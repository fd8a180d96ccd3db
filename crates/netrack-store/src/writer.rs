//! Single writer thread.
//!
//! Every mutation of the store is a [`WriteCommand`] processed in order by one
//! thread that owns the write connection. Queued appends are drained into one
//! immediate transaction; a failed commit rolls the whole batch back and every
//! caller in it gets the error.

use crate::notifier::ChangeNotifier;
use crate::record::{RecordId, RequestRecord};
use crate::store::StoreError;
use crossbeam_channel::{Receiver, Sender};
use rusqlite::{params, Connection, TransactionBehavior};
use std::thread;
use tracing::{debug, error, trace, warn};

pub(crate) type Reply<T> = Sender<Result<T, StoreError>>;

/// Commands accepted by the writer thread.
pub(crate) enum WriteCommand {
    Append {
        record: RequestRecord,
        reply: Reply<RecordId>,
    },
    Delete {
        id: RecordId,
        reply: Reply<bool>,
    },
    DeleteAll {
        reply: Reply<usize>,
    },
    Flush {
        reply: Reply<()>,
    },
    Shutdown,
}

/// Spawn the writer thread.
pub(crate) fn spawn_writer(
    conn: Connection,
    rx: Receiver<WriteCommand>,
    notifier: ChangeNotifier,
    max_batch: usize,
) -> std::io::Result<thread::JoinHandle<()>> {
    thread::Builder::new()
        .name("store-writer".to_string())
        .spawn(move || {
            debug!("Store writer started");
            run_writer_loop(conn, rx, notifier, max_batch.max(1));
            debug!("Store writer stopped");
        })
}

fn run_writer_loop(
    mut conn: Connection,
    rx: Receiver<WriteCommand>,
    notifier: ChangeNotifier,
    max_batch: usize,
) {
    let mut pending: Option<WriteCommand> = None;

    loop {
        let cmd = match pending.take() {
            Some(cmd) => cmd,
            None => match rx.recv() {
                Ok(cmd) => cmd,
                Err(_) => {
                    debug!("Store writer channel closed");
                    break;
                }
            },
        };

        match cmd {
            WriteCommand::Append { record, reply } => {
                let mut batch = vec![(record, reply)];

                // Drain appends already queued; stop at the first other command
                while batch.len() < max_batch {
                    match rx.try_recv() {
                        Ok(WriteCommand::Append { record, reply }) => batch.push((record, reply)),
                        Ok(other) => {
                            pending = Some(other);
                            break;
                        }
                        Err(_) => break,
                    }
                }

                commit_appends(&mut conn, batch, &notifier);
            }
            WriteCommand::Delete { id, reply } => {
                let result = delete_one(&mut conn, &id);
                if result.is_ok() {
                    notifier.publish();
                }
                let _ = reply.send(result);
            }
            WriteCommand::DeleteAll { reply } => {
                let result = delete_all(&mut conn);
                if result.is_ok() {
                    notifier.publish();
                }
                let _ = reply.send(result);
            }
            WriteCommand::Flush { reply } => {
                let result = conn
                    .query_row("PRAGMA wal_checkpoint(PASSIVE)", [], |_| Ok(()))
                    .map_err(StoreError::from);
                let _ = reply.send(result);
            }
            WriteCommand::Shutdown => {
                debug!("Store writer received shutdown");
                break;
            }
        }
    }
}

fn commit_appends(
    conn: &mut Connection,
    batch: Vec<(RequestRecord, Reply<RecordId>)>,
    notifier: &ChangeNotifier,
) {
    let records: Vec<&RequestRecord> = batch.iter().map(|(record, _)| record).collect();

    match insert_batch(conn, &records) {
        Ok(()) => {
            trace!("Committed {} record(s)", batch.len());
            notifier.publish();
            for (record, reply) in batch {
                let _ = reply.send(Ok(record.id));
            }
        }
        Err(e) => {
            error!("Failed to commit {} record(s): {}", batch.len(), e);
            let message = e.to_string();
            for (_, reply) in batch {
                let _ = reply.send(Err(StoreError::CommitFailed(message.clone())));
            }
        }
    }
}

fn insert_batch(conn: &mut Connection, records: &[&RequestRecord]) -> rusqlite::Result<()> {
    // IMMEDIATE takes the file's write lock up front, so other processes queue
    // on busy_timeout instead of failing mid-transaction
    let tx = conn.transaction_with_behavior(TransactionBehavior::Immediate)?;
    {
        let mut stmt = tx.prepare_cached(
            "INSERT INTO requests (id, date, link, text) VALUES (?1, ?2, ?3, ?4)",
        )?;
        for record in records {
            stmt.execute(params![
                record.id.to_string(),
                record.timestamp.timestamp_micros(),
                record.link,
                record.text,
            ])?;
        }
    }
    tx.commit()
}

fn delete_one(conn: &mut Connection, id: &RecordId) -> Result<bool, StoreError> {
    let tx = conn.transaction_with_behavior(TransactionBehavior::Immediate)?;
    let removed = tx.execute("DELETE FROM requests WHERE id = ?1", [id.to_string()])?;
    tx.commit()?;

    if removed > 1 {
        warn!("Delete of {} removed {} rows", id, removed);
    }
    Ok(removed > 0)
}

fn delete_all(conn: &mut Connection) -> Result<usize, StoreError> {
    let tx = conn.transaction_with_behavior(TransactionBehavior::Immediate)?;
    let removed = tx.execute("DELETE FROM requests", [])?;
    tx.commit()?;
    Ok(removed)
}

Work item ->
Would you copy every line from the listing above that has the string "None" in it?

Task response ->
    let mut pending: Option<WriteCommand> = None;
            None => match rx.recv() {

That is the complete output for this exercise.